Collected data entries

--

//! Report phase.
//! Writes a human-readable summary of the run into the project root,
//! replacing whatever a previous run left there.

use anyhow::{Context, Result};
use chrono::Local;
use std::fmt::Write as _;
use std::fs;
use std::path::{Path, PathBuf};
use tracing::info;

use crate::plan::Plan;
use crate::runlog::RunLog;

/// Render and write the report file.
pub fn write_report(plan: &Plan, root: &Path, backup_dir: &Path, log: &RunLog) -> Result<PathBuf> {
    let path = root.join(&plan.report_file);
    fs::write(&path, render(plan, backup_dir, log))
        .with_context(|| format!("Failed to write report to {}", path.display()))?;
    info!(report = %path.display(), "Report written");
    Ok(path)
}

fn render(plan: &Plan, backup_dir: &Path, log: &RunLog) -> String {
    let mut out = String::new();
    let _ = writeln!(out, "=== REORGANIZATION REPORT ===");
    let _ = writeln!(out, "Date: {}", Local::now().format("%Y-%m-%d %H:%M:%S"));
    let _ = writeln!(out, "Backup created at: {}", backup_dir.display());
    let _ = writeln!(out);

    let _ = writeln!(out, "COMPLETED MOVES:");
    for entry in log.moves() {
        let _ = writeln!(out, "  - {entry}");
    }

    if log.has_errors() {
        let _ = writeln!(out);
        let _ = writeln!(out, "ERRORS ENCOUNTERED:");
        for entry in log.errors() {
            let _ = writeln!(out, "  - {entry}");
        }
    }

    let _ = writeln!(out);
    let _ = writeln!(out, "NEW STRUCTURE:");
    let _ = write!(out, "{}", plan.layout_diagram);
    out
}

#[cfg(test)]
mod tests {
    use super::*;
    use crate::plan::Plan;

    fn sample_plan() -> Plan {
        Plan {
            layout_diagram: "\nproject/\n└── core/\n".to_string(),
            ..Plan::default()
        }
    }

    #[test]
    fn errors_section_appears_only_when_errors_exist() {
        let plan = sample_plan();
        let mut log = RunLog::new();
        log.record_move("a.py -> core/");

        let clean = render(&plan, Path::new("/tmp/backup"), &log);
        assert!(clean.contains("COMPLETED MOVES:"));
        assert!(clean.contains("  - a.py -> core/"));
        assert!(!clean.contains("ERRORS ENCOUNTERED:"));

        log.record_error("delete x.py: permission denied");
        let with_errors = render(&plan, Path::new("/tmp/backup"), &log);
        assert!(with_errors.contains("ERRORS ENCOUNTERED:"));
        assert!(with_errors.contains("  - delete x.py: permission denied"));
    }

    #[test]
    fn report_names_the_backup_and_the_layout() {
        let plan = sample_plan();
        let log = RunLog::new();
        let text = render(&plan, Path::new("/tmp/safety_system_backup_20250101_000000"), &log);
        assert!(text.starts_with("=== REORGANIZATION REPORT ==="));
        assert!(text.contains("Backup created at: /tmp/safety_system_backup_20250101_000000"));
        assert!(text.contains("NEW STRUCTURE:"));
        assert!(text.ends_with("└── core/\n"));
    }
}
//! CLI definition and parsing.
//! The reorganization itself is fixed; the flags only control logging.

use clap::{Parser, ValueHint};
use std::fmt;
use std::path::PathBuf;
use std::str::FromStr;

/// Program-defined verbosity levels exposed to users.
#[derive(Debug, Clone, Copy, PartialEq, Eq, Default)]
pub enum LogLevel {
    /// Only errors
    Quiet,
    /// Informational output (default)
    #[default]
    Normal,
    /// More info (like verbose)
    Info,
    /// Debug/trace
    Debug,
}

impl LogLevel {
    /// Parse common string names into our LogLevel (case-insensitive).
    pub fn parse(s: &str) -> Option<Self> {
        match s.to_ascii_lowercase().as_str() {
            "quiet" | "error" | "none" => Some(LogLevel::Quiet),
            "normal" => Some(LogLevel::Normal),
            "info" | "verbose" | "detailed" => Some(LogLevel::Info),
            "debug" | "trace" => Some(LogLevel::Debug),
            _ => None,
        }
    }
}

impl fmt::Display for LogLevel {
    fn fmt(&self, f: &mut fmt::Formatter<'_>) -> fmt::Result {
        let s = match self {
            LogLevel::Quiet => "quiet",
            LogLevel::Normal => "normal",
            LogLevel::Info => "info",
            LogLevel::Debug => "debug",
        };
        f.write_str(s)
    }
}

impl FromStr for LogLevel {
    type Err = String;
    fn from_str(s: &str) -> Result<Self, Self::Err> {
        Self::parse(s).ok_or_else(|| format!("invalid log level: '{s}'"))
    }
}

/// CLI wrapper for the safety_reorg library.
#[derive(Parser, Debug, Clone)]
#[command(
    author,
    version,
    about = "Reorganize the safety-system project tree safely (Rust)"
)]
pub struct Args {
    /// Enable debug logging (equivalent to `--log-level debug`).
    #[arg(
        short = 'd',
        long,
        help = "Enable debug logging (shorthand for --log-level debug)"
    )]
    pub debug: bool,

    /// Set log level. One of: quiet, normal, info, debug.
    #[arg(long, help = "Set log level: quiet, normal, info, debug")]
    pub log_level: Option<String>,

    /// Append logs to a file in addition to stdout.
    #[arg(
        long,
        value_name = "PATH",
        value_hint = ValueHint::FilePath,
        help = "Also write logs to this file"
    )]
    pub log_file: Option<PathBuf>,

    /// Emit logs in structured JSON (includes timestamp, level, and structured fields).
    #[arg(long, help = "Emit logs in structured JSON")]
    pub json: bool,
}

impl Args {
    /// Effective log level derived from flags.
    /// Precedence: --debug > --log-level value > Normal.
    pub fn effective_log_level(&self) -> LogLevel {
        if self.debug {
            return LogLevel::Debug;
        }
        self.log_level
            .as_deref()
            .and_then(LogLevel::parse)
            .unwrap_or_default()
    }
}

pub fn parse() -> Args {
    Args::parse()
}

--

### What the exercise asks:
Copy out, from the records above, every line that holds the string "Emit".

### Exercise result:
    /// Emit logs in structured JSON (includes timestamp, level, and structured fields).
    #[arg(long, help = "Emit logs in structured JSON")]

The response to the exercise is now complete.